Chicago Lt. Michael Wielgat was able to turn an idea into reality and earlier this month, the largest fire department in the country became the first to purchase the invention he began working on just over five years ago.

The FDNY has purchased four HEROPipes, a device that can be used to attack high-rise fires from the exterior between floors.

The units will be shipped in October, and Wielgat said he hopes the department has training initiated and in progress come November.

New York will be the first city to put the HEROPipe into operation and it's the culmination of a lot of hard work the 24-year veteran has put into the project.

He began working on the concept in 2004 following two big high-rise fires in Chicago; the Cook County Administration Building fire that killed six people in 2003 and the LaSalle Bank building fire in 2004.

"Those two fires in our city were perfect examples of why we needed an exterior tactical advantage at a high rise structures," Wielgat said.

After winning the Chicago Innovation Award for the invention in 2009, he had the opportunity to ring the bell at the NASDAQ stock exchange in New York.

Ahead of his trip, Chicago fire officials helped set up a demonstration with the FDNY, and he said the relationship just grew from there.

During the FDNY testing, a truck and engine company that had never seen the device before was given a quick rundown and then sent to the training ground. Wielgat said that by the time they finishing getting it fully operational, it took them only three minutes and 40 seconds.

"That was without any training," he said. "They were very perceptive and impressed with what this system could do."
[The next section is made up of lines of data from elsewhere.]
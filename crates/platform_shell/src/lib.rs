//! # Platform Shell
//!
//! The platform/device lifecycle layer of a real-time rendering application.
//! It owns a single OS window, a single graphics device, and the presentable
//! swapchain bound to that window, and it pumps window-system messages into a
//! fixed set of application callbacks.
//!
//! ## Layout
//!
//! - [`gfx`] — capability negotiation, swapchain lifecycle, and the backend
//!   seam (`ash`-based Vulkan backend plus a deterministic headless backend)
//! - [`window`] — native window, message translation, and the run loop
//! - [`session`] — the aggregate root sequencing creation and teardown
//! - [`display`] — adapter/output/mode inventory for diagnostics
//!
//! ## Quick Start
//!
//! ```rust,no_run
//! use platform_shell::prelude::*;
//!
//! fn main() -> Result<(), Box<dyn std::error::Error>> {
//!     platform_shell::logging::init();
//!
//!     let params = InitParams::default();
//!     let fullscreen = params.flags.contains(GfxFlags::FULLSCREEN);
//!     let mut shell = GlfwShell::create("my-app", 1280, 720, fullscreen)?;
//!     let extensions = shell.required_instance_extensions()?;
//!     let backend = VulkanBackend::new(&extensions, params.flags.contains(GfxFlags::DEBUG))?;
//!     let surface = shell.create_vulkan_surface(&backend)?;
//!
//!     let mut session = Session::windowed(backend, shell, surface, "my-app", &params)?;
//!     let mut callbacks = Callbacks::new();
//!     callbacks.set_update_fn(|| { /* per-frame work */ });
//!     session.run(&mut callbacks);
//!     Ok(())
//! }
//! ```

#![warn(missing_docs)]
#![warn(clippy::all)]
#![allow(clippy::module_name_repetitions, clippy::similar_names, clippy::too_many_arguments)]

pub mod config;
pub mod display;
pub mod gfx;
pub mod logging;
pub mod session;
pub mod window;

/// Common imports for library users
pub mod prelude {
    pub use crate::{
        config::{GfxFlags, InitParams},
        display::{AdapterRecord, DisplayInventory, ModeRecord, OutputRecord, RationalMode},
        gfx::{
            backend::GfxBackend, negotiate::negotiate, sim::SimBackend, swapchain::Swapchain,
            tier::CapabilityTier, vulkan::VulkanBackend, GfxError,
        },
        session::{Host, Session, SessionError},
        window::{
            events::{Callbacks, EventSink, MouseButton, WindowMessage},
            glfw_shell::GlfwShell,
            shell::{MessagePump, Router, ScriptedPump},
            ShellError,
        },
    };
}
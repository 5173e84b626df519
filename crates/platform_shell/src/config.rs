//! Initialization parameters for session construction
//!
//! Consumed, not owned, by the core: a session copies what it needs out of
//! [`InitParams`] during construction. A width or height of zero requests the
//! default client size.

use serde::{Deserialize, Serialize};

use crate::gfx::tier::CapabilityTier;

/// Default client width when the requested width is zero
pub const DEFAULT_WIDTH: u32 = 1280;
/// Default client height when the requested height is zero
pub const DEFAULT_HEIGHT: u32 = 720;

bitflags::bitflags! {
    /// Independently toggleable initialization bits
    #[derive(Debug, Clone, Copy, PartialEq, Eq, Serialize, Deserialize)]
    pub struct GfxFlags: u32 {
        /// Enable debug instrumentation on device creation
        const DEBUG = 1 << 0;
        /// Create the presentation chain in fullscreen exclusive mode
        const FULLSCREEN = 1 << 1;
        /// Synchronize presents with the vertical blank
        const VSYNC = 1 << 2;
    }
}

/// Session initialization parameters
#[derive(Debug, Clone, Serialize, Deserialize)]
pub struct InitParams {
    /// Requested client width, 0 = [`DEFAULT_WIDTH`]
    pub width: u32,
    /// Requested client height, 0 = [`DEFAULT_HEIGHT`]
    pub height: u32,
    /// Ordinal of the graphics adapter to open
    pub adapter_ordinal: u32,
    /// Requested capability tier; [`CapabilityTier::Unknown`] negotiates the
    /// highest supported tier instead
    pub tier: CapabilityTier,
    /// Target refresh rate in Hz
    pub refresh_rate: u32,
    /// Debug / fullscreen / vsync bits
    pub flags: GfxFlags,
}

impl InitParams {
    /// Create parameters with library defaults
    pub fn new() -> Self {
        Self {
            width: 0,
            height: 0,
            adapter_ordinal: 0,
            tier: CapabilityTier::Unknown,
            refresh_rate: 60,
            flags: GfxFlags::VSYNC,
        }
    }

    /// Set the requested client size
    pub fn with_size(mut self, width: u32, height: u32) -> Self {
        self.width = width;
        self.height = height;
        self
    }

    /// Select the adapter to open by ordinal
    pub fn with_adapter(mut self, ordinal: u32) -> Self {
        self.adapter_ordinal = ordinal;
        self
    }

    /// Request an exact capability tier (no fallback is attempted)
    pub fn with_tier(mut self, tier: CapabilityTier) -> Self {
        self.tier = tier;
        self
    }

    /// Set the target refresh rate
    pub fn with_refresh_rate(mut self, hz: u32) -> Self {
        self.refresh_rate = hz;
        self
    }

    /// Replace the flag word
    pub fn with_flags(mut self, flags: GfxFlags) -> Self {
        self.flags = flags;
        self
    }

    /// The client size with zero values replaced by defaults
    pub fn resolved_size(&self) -> (u32, u32) {
        let width = if self.width == 0 { DEFAULT_WIDTH } else { self.width };
        let height = if self.height == 0 { DEFAULT_HEIGHT } else { self.height };
        (width, height)
    }

    /// Validate the parameter set
    pub fn validate(&self) -> Result<(), String> {
        if self.refresh_rate == 0 {
            return Err("refresh rate must be at least 1 Hz".to_string());
        }
        Ok(())
    }
}

impl Default for InitParams {
    fn default() -> Self {
        Self::new()
    }
}
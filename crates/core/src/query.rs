use crate::error::{PipelineError, Result};
use crate::models::SearchResult;
use providers::ImageSearch;
use tracing::{debug, info};

pub const DEFAULT_MAX_IMAGES: usize = 30;

/// Runs one search against the provider.
///
/// The provider is known to return the odd malformed response; a failure
/// surfaces as [`PipelineError::Search`] and the caller decides whether to
/// try again.
pub async fn query(
    provider: &dyn ImageSearch,
    term: &str,
    max_images: usize,
) -> Result<Vec<SearchResult>> {
    let term = term.trim();
    if term.is_empty() {
        return Err(PipelineError::InvalidTerm);
    }
    if max_images == 0 {
        return Ok(Vec::new());
    }
    info!("Searching for '{}'", term);
    let mut results = provider.search(term, max_images).await?;
    results.truncate(max_images);
    debug!(term, count = results.len(), "search complete");
    Ok(results)
}
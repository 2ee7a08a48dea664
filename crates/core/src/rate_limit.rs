//! Pacing between categories so the search provider does not start
//! throttling or blocking us.

use std::sync::Arc;
use std::time::Duration;
use tracing::debug;

#[async_trait::async_trait]
pub trait Clock: Send + Sync {
    async fn sleep(&self, duration: Duration);
}

/// Wall-clock sleeping on the tokio timer.
#[derive(Debug, Default, Clone)]
pub struct TokioClock;

#[async_trait::async_trait]
impl Clock for TokioClock {
    async fn sleep(&self, duration: Duration) {
        tokio::time::sleep(duration).await;
    }
}

#[async_trait::async_trait]
pub trait RateLimiter: Send + Sync {
    /// Called once after each category's downloads complete.
    async fn after_batch(&self, category: &str);
}

/// Waits a fixed interval after every batch.
pub struct FixedPause {
    interval: Duration,
    clock: Arc<dyn Clock>,
}

impl FixedPause {
    pub fn new(interval: Duration, clock: Arc<dyn Clock>) -> Self {
        Self { interval, clock }
    }
}

#[async_trait::async_trait]
impl RateLimiter for FixedPause {
    async fn after_batch(&self, category: &str) {
        if self.interval.is_zero() {
            return;
        }
        debug!(category, secs = self.interval.as_secs_f64(), "pausing before next search");
        self.clock.sleep(self.interval).await;
    }
}

#[cfg(test)]
mod tests {
    use super::*;
    use std::sync::Mutex;

    #[derive(Default)]
    struct RecordingClock {
        slept: Mutex<Vec<Duration>>,
    }

    #[async_trait::async_trait]
    impl Clock for RecordingClock {
        async fn sleep(&self, duration: Duration) {
            self.slept.lock().unwrap().push(duration);
        }
    }

    #[tokio::test]
    async fn fixed_pause_sleeps_once_per_batch() {
        let clock = Arc::new(RecordingClock::default());
        let limiter = FixedPause::new(Duration::from_secs(10), clock.clone());
        limiter.after_batch("bird").await;
        limiter.after_batch("forest").await;
        assert_eq!(
            *clock.slept.lock().unwrap(),
            vec![Duration::from_secs(10), Duration::from_secs(10)]
        );
    }

    #[tokio::test]
    async fn zero_interval_never_touches_clock() {
        let clock = Arc::new(RecordingClock::default());
        let limiter = FixedPause::new(Duration::ZERO, clock.clone());
        limiter.after_batch("bird").await;
        assert!(clock.slept.lock().unwrap().is_empty());
    }

    #[tokio::test(start_paused = true)]
    async fn tokio_clock_advances_paused_time() {
        let start = tokio::time::Instant::now();
        TokioClock.sleep(Duration::from_secs(10)).await;
        assert!(start.elapsed() >= Duration::from_secs(10));
    }
}
//! Shrinks every image directly inside a directory to a bounded size.
//!
//! Files that do not decode are skipped and logged, not removed: deleting
//! broken images is verification's job.

use crate::error::{PipelineError, Result};
use crate::imaging::{is_image_path, ImageCodec, ResizeOutcome};
use crate::models::NormalizeSummary;
use std::fs;
use std::path::{Path, PathBuf};
use std::sync::Arc;
use tokio::task;
use tracing::{debug, info, warn};

pub async fn normalize(
    codec: Arc<dyn ImageCodec>,
    dir: &Path,
    max_size: u32,
) -> Result<NormalizeSummary> {
    let dir = dir.to_path_buf();
    task::spawn_blocking(move || normalize_blocking(codec.as_ref(), &dir, max_size))
        .await
        .map_err(|e| PipelineError::Config(format!("resize task failed: {e}")))?
}

fn normalize_blocking(codec: &dyn ImageCodec, dir: &Path, max_size: u32) -> Result<NormalizeSummary> {
    let mut summary = NormalizeSummary::default();
    for path in list_images(dir)? {
        summary.examined += 1;
        match codec.resize_to_fit(&path, max_size) {
            Ok(ResizeOutcome::Resized { from, to }) => {
                debug!(path = %path.display(), ?from, ?to, "resized");
                summary.resized += 1;
            }
            Ok(ResizeOutcome::Unchanged) => summary.unchanged += 1,
            Ok(ResizeOutcome::Unsupported) => {
                warn!(path = %path.display(), "format cannot be re-encoded, left as is");
                summary.skipped.push(path);
            }
            Err(PipelineError::Decode { path, reason }) => {
                debug!(path = %path.display(), %reason, "skipping undecodable file");
                summary.skipped.push(path);
            }
            Err(e) => return Err(e),
        }
    }
    info!(
        dir = %dir.display(),
        resized = summary.resized,
        skipped = summary.skipped.len(),
        "normalization complete"
    );
    Ok(summary)
}

/// Image files directly under `dir`, sorted by path.
fn list_images(dir: &Path) -> Result<Vec<PathBuf>> {
    let entries = fs::read_dir(dir).map_err(|e| PipelineError::io(dir, e))?;
    let mut paths = Vec::new();
    for entry in entries {
        let entry = entry.map_err(|e| PipelineError::io(dir, e))?;
        let path = entry.path();
        if path.is_file() && is_image_path(&path) {
            paths.push(path);
        }
    }
    paths.sort();
    Ok(paths)
}
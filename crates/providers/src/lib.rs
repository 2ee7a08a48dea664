//! Provider abstractions for image search and image download.

use bytes::Bytes;
use serde::{Deserialize, Serialize};
use std::collections::HashMap;
use std::sync::Arc;
use thiserror::Error;

pub mod duckduckgo;
pub mod fixed;
pub mod http;

#[cfg(test)]
mod test_server;

#[derive(Debug, Error)]
pub enum ProviderError {
    #[error("request failed: {0}")]
    RequestFailed(String),
    #[error("malformed response: {0}")]
    Malformed(String),
    #[error("unknown provider: {0}")]
    UnknownProvider(String),
}

/// One record returned by an image search. Only `image_url` is consumed by
/// the pipeline; the rest is whatever metadata the provider hands back.
#[derive(Debug, Clone, PartialEq, Serialize, Deserialize)]
pub struct SearchResult {
    pub image_url: String,
    #[serde(default, skip_serializing_if = "Option::is_none")]
    pub title: Option<String>,
    #[serde(default, skip_serializing_if = "Option::is_none")]
    pub thumbnail_url: Option<String>,
    #[serde(default, skip_serializing_if = "Option::is_none")]
    pub source_url: Option<String>,
    #[serde(default, skip_serializing_if = "Option::is_none")]
    pub width: Option<u32>,
    #[serde(default, skip_serializing_if = "Option::is_none")]
    pub height: Option<u32>,
}

impl SearchResult {
    pub fn from_url(url: impl Into<String>) -> Self {
        Self {
            image_url: url.into(),
            title: None,
            thumbnail_url: None,
            source_url: None,
            width: None,
            height: None,
        }
    }
}

#[async_trait::async_trait]
pub trait ImageSearch: Send + Sync {
    /// Returns at most `max_results` records for `term`, in provider order.
    async fn search(&self, term: &str, max_results: usize)
        -> Result<Vec<SearchResult>, ProviderError>;
}

#[async_trait::async_trait]
pub trait Downloader: Send + Sync {
    async fn fetch(&self, url: &str) -> Result<Bytes, ProviderError>;
}

#[derive(Default, Clone)]
pub struct ProviderRegistry {
    searches: HashMap<String, Arc<dyn ImageSearch>>,
    pub preferred_search: Option<String>,
}

impl ProviderRegistry {
    pub fn new() -> Self {
        Self::default()
    }

    pub fn with_search(mut self, name: &str, provider: Arc<dyn ImageSearch>) -> Self {
        self.searches.insert(name.to_string(), provider);
        self
    }

    pub fn set_preferred_search(mut self, name: &str) -> Self {
        self.preferred_search = Some(name.to_string());
        self
    }

    pub fn search(&self, name: Option<&str>) -> Result<Arc<dyn ImageSearch>, ProviderError> {
        let key = name
            .map(str::to_string)
            .or_else(|| self.preferred_search.clone())
            .ok_or_else(|| ProviderError::UnknownProvider("no search provider configured".into()))?;
        self.searches
            .get(&key)
            .cloned()
            .ok_or(ProviderError::UnknownProvider(key))
    }
}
In 2011, Elkhart Brass obtained the rights to the HEROPipe and hired Wielgat as the product's director.

"They had been very supportive in providing different types of nozzles for testing over the years," he said. "The advantage of joining Elkhart was that they have a great engineering team, sales force and a great reputation for quality water distribution products."

Wielgat said that while the HEROPipe was close to being complete, Elkhart's engineering department was able to work out the final details to make it even easier to use.

The company unveiled the product that retails for an estimated $58,000 at FDIC in Indianapolis this past March.

The HEROPipe is made to operate between floors and is designed to be transportable and extends up to 15 feet in length.

The aluminum base weighs 85 pounds and includes wheels. The waterway with the monitor attached is 50 pounds.

"I think it's a piece of equipment that should be available in any city in the world that has high rises that are out of reach of their ground ladders," Wielgat said. "Being able to give firefighter the option for exterior attack at any level is an option that has never been available before."